On June 6, 2022, the United States Supreme Court decided Gallardo v. Marstiller, holding that the Medicaid Act allows a state to seek reimbursement from settlement payments allocated for future (not just past) medical care. This decision expands the ability of states to recoup medical expenses from accident victims.
In Gallardo, petitioner Gianinna was 13 years old when she was hit by a truck while exiting a school bus in Florida. She suffered catastrophic injuries. Florida’s Medicaid agency paid $862,688.77 in medical expenses. Gianinna’s parents entered into a settlement agreement with the truck’s owner and driver, as well as the school district for about $850,000. Of the settlement amount, about $35,000 was expressly designated as compensation for past medical expenses.
Under Florida’s Medicaid Third Party Liability Act, the State’s Medicaid agency is directed to “seek reimbursement from third-party benefits to the limit of legal liability and for the full amount of third-party benefits, but not in excess of the amount of medical assistance paid by Medicaid,” Fla. Stat. § 409.910(4). Here, the State of Florida was presumptively entitled to 37.5% of the settlement, or $300,000.
In Gallardo, all parties agreed that the State of Florida was allowed to take the portion of the settlement that addressed past medical expenses, but disputed whether the State could take from the portion of the settlement for future medical expenses.
The Gallardos contested the lien and filed a federal suit, seeking a determination that Florida was violating the Medicaid Act by seeking payment from the portion of the settlement for future medical expenses. The State of Florida argued that Medicaid was entitled to recover past medical expenses from any portion of the settlement allocated to medical expenses. The District Court awarded Gallardo summary judgment. The Eleventh Circuit reversed.
The United States Supreme Court affirmed by a 7–2 vote, holding that the Medicaid Act permits a state to seek reimbursement from settlement amounts that are allocated for future medical expenses.

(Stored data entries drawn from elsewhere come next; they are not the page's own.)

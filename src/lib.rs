//! FarmCredit Backend Library
//!
//! This library exports the core modules for the FarmCredit backend server:
//! loan financial aggregation and the credit scoring pipeline, plus the
//! supporting configuration, persistence, and HTTP plumbing.

pub mod config;
pub mod db;
pub mod error;
pub mod handlers;
pub mod loans;
pub mod middleware;
pub mod models;
pub mod routes;
pub mod scoring;
pub mod state;
//! Credit scoring pipeline tests
//!
//! These tests drive the scoring service through in-memory store and
//! submitter doubles: persistence only on success, fatal borrower fetch,
//! independently degradable secondary datasets, and the transaction-data
//! whitelist applied end to end.

use std::sync::Mutex;

use async_trait::async_trait;
use chrono::Utc;
use serde_json::json;
use uuid::Uuid;

use farmcredit_server::error::ApiError;
use farmcredit_server::models::{
    Address, ApplicationStatus, Borrower, ContractStatus, CreditScoreRecord, Farm,
    LoanApplication, LoanContract, NextOfKin, ProductionRecord, RepaymentInstallment,
    TransactionHistory,
};
use farmcredit_server::scoring::{ScoreOutcome, ScoreSubmitter, ScoringPayload, ScoringService, ScoringStore};

// ============================================================================
// In-Memory Scoring Store
// ============================================================================

#[derive(Default)]
struct InMemoryScoringStore {
    borrower: Option<Borrower>,
    addresses: Vec<Address>,
    next_of_kin: Vec<NextOfKin>,
    farms: Vec<Farm>,
    production: Vec<ProductionRecord>,
    applications: Vec<LoanApplication>,
    contracts: Vec<LoanContract>,
    repayments: Vec<RepaymentInstallment>,
    transactions: Vec<TransactionHistory>,
    failing_datasets: Vec<&'static str>,
    persisted_scores: Mutex<Vec<(Uuid, f64)>>,
}

impl InMemoryScoringStore {
    fn with_borrower(borrower: Borrower) -> Self {
        Self {
            borrower: Some(borrower),
            ..Default::default()
        }
    }

    fn fails(&self, dataset: &'static str) -> Result<(), ApiError> {
        if self.failing_datasets.contains(&dataset) {
            Err(ApiError::DatabaseError(format!("{} unavailable", dataset)))
        } else {
            Ok(())
        }
    }

    fn persisted(&self) -> Vec<(Uuid, f64)> {
        self.persisted_scores.lock().unwrap().clone()
    }
}

#[async_trait]
impl ScoringStore for &InMemoryScoringStore {
    async fn borrower(&self, borrower_id: Uuid) -> Result<Borrower, ApiError> {
        self.borrower
            .clone()
            .ok_or_else(|| ApiError::NotFound(format!("Borrower {} not found", borrower_id)))
    }

    async fn addresses(&self, _borrower_id: Uuid) -> Result<Vec<Address>, ApiError> {
        self.fails("addresses")?;
        Ok(self.addresses.clone())
    }

    async fn next_of_kin(&self, _borrower_id: Uuid) -> Result<Vec<NextOfKin>, ApiError> {
        self.fails("next_of_kin")?;
        Ok(self.next_of_kin.clone())
    }

    async fn farms(&self, _borrower_id: Uuid) -> Result<Vec<Farm>, ApiError> {
        self.fails("farms")?;
        Ok(self.farms.clone())
    }

    async fn production_records(
        &self,
        farm_ids: &[Uuid],
    ) -> Result<Vec<ProductionRecord>, ApiError> {
        self.fails("production_records")?;
        Ok(self
            .production
            .iter()
            .filter(|p| farm_ids.contains(&p.farm_id))
            .cloned()
            .collect())
    }

    async fn loan_applications(
        &self,
        _borrower_id: Uuid,
    ) -> Result<Vec<LoanApplication>, ApiError> {
        self.fails("loan_applications")?;
        Ok(self.applications.clone())
    }

    async fn loan_contracts(
        &self,
        application_ids: &[Uuid],
    ) -> Result<Vec<LoanContract>, ApiError> {
        self.fails("loan_contracts")?;
        Ok(self
            .contracts
            .iter()
            .filter(|c| application_ids.contains(&c.application_id))
            .cloned()
            .collect())
    }

    async fn repayments(
        &self,
        contract_ids: &[Uuid],
    ) -> Result<Vec<RepaymentInstallment>, ApiError> {
        self.fails("repayments")?;
        Ok(self
            .repayments
            .iter()
            .filter(|r| contract_ids.contains(&r.contract_id))
            .cloned()
            .collect())
    }

    async fn transactions(&self, _borrower_id: Uuid) -> Result<Vec<TransactionHistory>, ApiError> {
        self.fails("transactions")?;
        Ok(self.transactions.clone())
    }

    async fn insert_credit_score(
        &self,
        borrower_id: Uuid,
        score: f64,
    ) -> Result<CreditScoreRecord, ApiError> {
        self.persisted_scores.lock().unwrap().push((borrower_id, score));
        Ok(CreditScoreRecord {
            id: Uuid::new_v4(),
            borrower_id,
            score,
            created_at: Utc::now(),
        })
    }

    async fn latest_credit_score(
        &self,
        borrower_id: Uuid,
    ) -> Result<Option<CreditScoreRecord>, ApiError> {
        Ok(self
            .persisted()
            .last()
            .map(|(id, score)| CreditScoreRecord {
                id: Uuid::new_v4(),
                borrower_id: *id,
                score: *score,
                created_at: Utc::now(),
            })
            .filter(|r| r.borrower_id == borrower_id))
    }
}

// ============================================================================
// Stub Submitter
// ============================================================================

enum SubmitBehavior {
    Succeed(f64, &'static str),
    HttpFailure,
    Rejected(&'static str),
}

struct StubSubmitter {
    behavior: SubmitBehavior,
    captured: Mutex<Option<ScoringPayload>>,
}

impl StubSubmitter {
    fn new(behavior: SubmitBehavior) -> Self {
        Self {
            behavior,
            captured: Mutex::new(None),
        }
    }

    fn captured_payload(&self) -> Option<ScoringPayload> {
        self.captured.lock().unwrap().clone()
    }

    fn was_called(&self) -> bool {
        self.captured.lock().unwrap().is_some()
    }
}

#[async_trait]
impl ScoreSubmitter for &StubSubmitter {
    async fn submit(&self, payload: &ScoringPayload) -> Result<ScoreOutcome, ApiError> {
        *self.captured.lock().unwrap() = Some(payload.clone());

        match &self.behavior {
            SubmitBehavior::Succeed(score, rating) => Ok(ScoreOutcome {
                credit_score: *score,
                credit_rating: rating.to_string(),
            }),
            SubmitBehavior::HttpFailure => Err(ApiError::ExternalServiceError(
                "Scoring service returned HTTP 500".to_string(),
            )),
            SubmitBehavior::Rejected(message) => {
                Err(ApiError::ScoringRejected(message.to_string()))
            }
        }
    }
}

// ============================================================================
// Fixtures
// ============================================================================

fn borrower() -> Borrower {
    Borrower {
        id: Uuid::new_v4(),
        first_name: "Chinedu".to_string(),
        last_name: "Okafor".to_string(),
        email: Some("chinedu@example.com".to_string()),
        phone: None,
        age: Some(41),
        gender: Some("male".to_string()),
        education_level: None,
        marital_status: None,
        created_at: Utc::now(),
        updated_at: Utc::now(),
    }
}

fn farm(borrower_id: Uuid) -> Farm {
    Farm {
        id: Uuid::new_v4(),
        borrower_id,
        size_hectares: Some(2.5),
        started_on: None,
        harvest_count: Some(4),
        created_at: Utc::now(),
        updated_at: Utc::now(),
    }
}

fn application(borrower_id: Uuid, farm_id: Uuid) -> LoanApplication {
    LoanApplication {
        id: Uuid::new_v4(),
        borrower_id,
        farm_id,
        requested_amount: 150_000.0,
        existing_loan_amount: Some(20_000.0),
        existing_loan_duration_days: Some(60),
        status: ApplicationStatus::Approved,
        interest_rate: Some(12.0),
        duration_days: Some(180),
        created_at: Utc::now(),
        updated_at: Utc::now(),
    }
}

fn transaction(borrower_id: Uuid, data: serde_json::Value) -> TransactionHistory {
    TransactionHistory {
        id: Uuid::new_v4(),
        borrower_id,
        transaction_type: Some("repayment".to_string()),
        transaction_data: Some(data),
        created_at: Utc::now(),
    }
}

// ============================================================================
// Pipeline Tests
// ============================================================================

#[tokio::test]
async fn test_success_persists_exactly_one_record_with_returned_score() {
    let b = borrower();
    let borrower_id = b.id;
    let store = InMemoryScoringStore::with_borrower(b);
    let submitter = StubSubmitter::new(SubmitBehavior::Succeed(712.0, "Good"));

    let service = ScoringService::new(&store, &submitter);
    let outcome = service.calculate_credit_score(borrower_id).await.unwrap();

    assert_eq!(outcome.credit_score, 712.0);
    assert_eq!(outcome.credit_rating, "Good");
    assert_eq!(store.persisted(), vec![(borrower_id, 712.0)]);
}

#[tokio::test]
async fn test_http_failure_persists_nothing() {
    let b = borrower();
    let borrower_id = b.id;
    let store = InMemoryScoringStore::with_borrower(b);
    let submitter = StubSubmitter::new(SubmitBehavior::HttpFailure);

    let service = ScoringService::new(&store, &submitter);
    let err = service.calculate_credit_score(borrower_id).await.unwrap_err();

    assert_eq!(err.error_code(), "EXTERNAL_SERVICE_ERROR");
    assert!(store.persisted().is_empty());
}

#[tokio::test]
async fn test_application_level_rejection_persists_nothing() {
    let b = borrower();
    let borrower_id = b.id;
    let store = InMemoryScoringStore::with_borrower(b);
    let submitter = StubSubmitter::new(SubmitBehavior::Rejected("Insufficient data"));

    let service = ScoringService::new(&store, &submitter);
    let err = service.calculate_credit_score(borrower_id).await.unwrap_err();

    assert_eq!(err.error_code(), "SCORING_REJECTED");
    assert!(err.to_string().contains("Insufficient data"));
    assert!(store.persisted().is_empty());
}

#[tokio::test]
async fn test_missing_borrower_is_fatal_and_never_submits() {
    let store = InMemoryScoringStore::default();
    let submitter = StubSubmitter::new(SubmitBehavior::Succeed(700.0, "Good"));

    let service = ScoringService::new(&store, &submitter);
    let err = service.calculate_credit_score(Uuid::new_v4()).await.unwrap_err();

    assert_eq!(err.error_code(), "NOT_FOUND");
    assert!(!submitter.was_called());
    assert!(store.persisted().is_empty());
}

#[tokio::test]
async fn test_secondary_fetch_failures_degrade_to_empty_datasets() {
    let b = borrower();
    let borrower_id = b.id;
    let mut store = InMemoryScoringStore::with_borrower(b);
    store.addresses.push(Address {
        id: Uuid::new_v4(),
        borrower_id,
        street: Some("12 Ring Road".to_string()),
        city: Some("Ibadan".to_string()),
        state: Some("Oyo".to_string()),
        country: Some("Nigeria".to_string()),
        created_at: Utc::now(),
    });
    store.failing_datasets = vec!["addresses", "farms", "transactions"];
    let submitter = StubSubmitter::new(SubmitBehavior::Succeed(640.0, "Fair"));

    let service = ScoringService::new(&store, &submitter);
    let outcome = service.calculate_credit_score(borrower_id).await.unwrap();

    // Degraded datasets arrive empty; the submission still happens
    assert_eq!(outcome.credit_score, 640.0);
    let payload = submitter.captured_payload().unwrap();
    assert!(payload.address_data.is_empty());
    assert!(payload.farm_data.is_empty());
    assert!(payload.transaction_data.is_empty());
    assert_eq!(store.persisted(), vec![(borrower_id, 640.0)]);
}

#[tokio::test]
async fn test_dependent_fetches_follow_the_identifier_chain() {
    let b = borrower();
    let borrower_id = b.id;
    let mut store = InMemoryScoringStore::with_borrower(b);

    let f = farm(borrower_id);
    let app = application(borrower_id, f.id);
    let contract = LoanContract {
        id: Uuid::new_v4(),
        application_id: app.id,
        principal: 150_000.0,
        interest_rate: Some(12.0),
        duration_days: Some(180),
        status: ContractStatus::Active,
        disbursed_at: Some(Utc::now()),
        created_at: Utc::now(),
        updated_at: Utc::now(),
    };
    let installment = RepaymentInstallment {
        id: Uuid::new_v4(),
        contract_id: contract.id,
        due_date: Utc::now().date_naive(),
        amount: 28_000.0,
        paid_at: Some(Utc::now()),
        fine: None,
        created_at: Utc::now(),
    };

    store.production.push(ProductionRecord {
        id: Uuid::new_v4(),
        farm_id: f.id,
        crop_type: Some("cassava".to_string()),
        expected_yield_kg: Some(1200.0),
        expected_profit: Some(300_000.0),
        created_at: Utc::now(),
    });
    store.farms.push(f);
    store.contracts.push(contract);
    store.repayments.push(installment);
    store.applications.push(app);

    let submitter = StubSubmitter::new(SubmitBehavior::Succeed(701.0, "Good"));
    let service = ScoringService::new(&store, &submitter);
    service.calculate_credit_score(borrower_id).await.unwrap();

    let payload = submitter.captured_payload().unwrap();
    assert_eq!(payload.farm_data.len(), 1);
    assert_eq!(payload.production_data.len(), 1);
    assert_eq!(payload.loan_data.len(), 1);
    assert_eq!(payload.loan_contract_data.len(), 1);
    assert_eq!(payload.repayment_data.len(), 1);
    assert_eq!(
        payload.loan_contract_data[0].application_id,
        payload.loan_data[0].application_id
    );
    assert_eq!(
        payload.repayment_data[0].contract_id,
        payload.loan_contract_data[0].contract_id
    );
}

#[tokio::test]
async fn test_transaction_data_is_narrowed_before_transmission() {
    let b = borrower();
    let borrower_id = b.id;
    let mut store = InMemoryScoringStore::with_borrower(b);
    store.transactions.push(transaction(
        borrower_id,
        json!({"amount": 500, "note": "hi", "total_amount": "bad"}),
    ));

    let submitter = StubSubmitter::new(SubmitBehavior::Succeed(655.0, "Fair"));
    let service = ScoringService::new(&store, &submitter);
    service.calculate_credit_score(borrower_id).await.unwrap();

    let payload = submitter.captured_payload().unwrap();
    assert_eq!(payload.transaction_data.len(), 1);
    let narrowed = &payload.transaction_data[0];
    assert_eq!(narrowed.len(), 1);
    assert_eq!(narrowed["amount"], json!(500));
}

#[tokio::test]
async fn test_latest_credit_score_reads_most_recent_record() {
    let b = borrower();
    let borrower_id = b.id;
    let store = InMemoryScoringStore::with_borrower(b);
    let submitter = StubSubmitter::new(SubmitBehavior::Succeed(690.0, "Good"));

    let service = ScoringService::new(&store, &submitter);
    assert!(service.latest_credit_score(borrower_id).await.unwrap().is_none());

    service.calculate_credit_score(borrower_id).await.unwrap();

    let latest = service.latest_credit_score(borrower_id).await.unwrap().unwrap();
    assert_eq!(latest.score, 690.0);
    assert_eq!(latest.borrower_id, borrower_id);
}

The rationale for the Court’s opinion was the plain text of 42 U.S.C. § 1396k(a)(1)(A), which states:
(a)For the purpose of assisting in the collection of medical support payments and other payments for medical care owed to recipients of medical assistance under the State plan approved under this subchapter, a State plan for medical assistance shall—
(1)provide that, as a condition of eligibility for medical assistance under the State plan to an individual who has the legal capacity to execute an assignment for himself, the individual is required—
(A) to assign the State any rights, of the individual or of any other person who is eligible for medical assistance under this subchapter and on whose behalf the individual has the legal authority to execute an assignment of such rights, to support (specified as support for the purpose of medical care by a court or administrative order) and to payment for medical care from any third party;
Justice Thomas emphasized:
The plain text of §1396k(a)(1)(A) decides this case. Nothing in §1396k(a)(1)(A) limits a beneficiary’s assignment to payments for past “medical care” already paid for by Medicaid. To the contrary, the grant of “any rights . . . to payment for medical care” most naturally covers not only rights to payment for past medical expenses, but also rights to payment for future medical expenses. §1396k(a)(1)(A); see United States v. Gonzales, 520 U. S. 1, 5. The relevant distinction is thus “between medical and nonmedical expenses,” Wos v. E. M. A., 568 U. S. 627, 641, not between past and future medical expenses.
Therefore, the Medicaid Act allows a state Medicaid program seeking reimbursement for past medical expenses to seek those expenses from any portion of a tort settlement allocated to medical expenses – even that portion reflecting compensation for future medical expenses.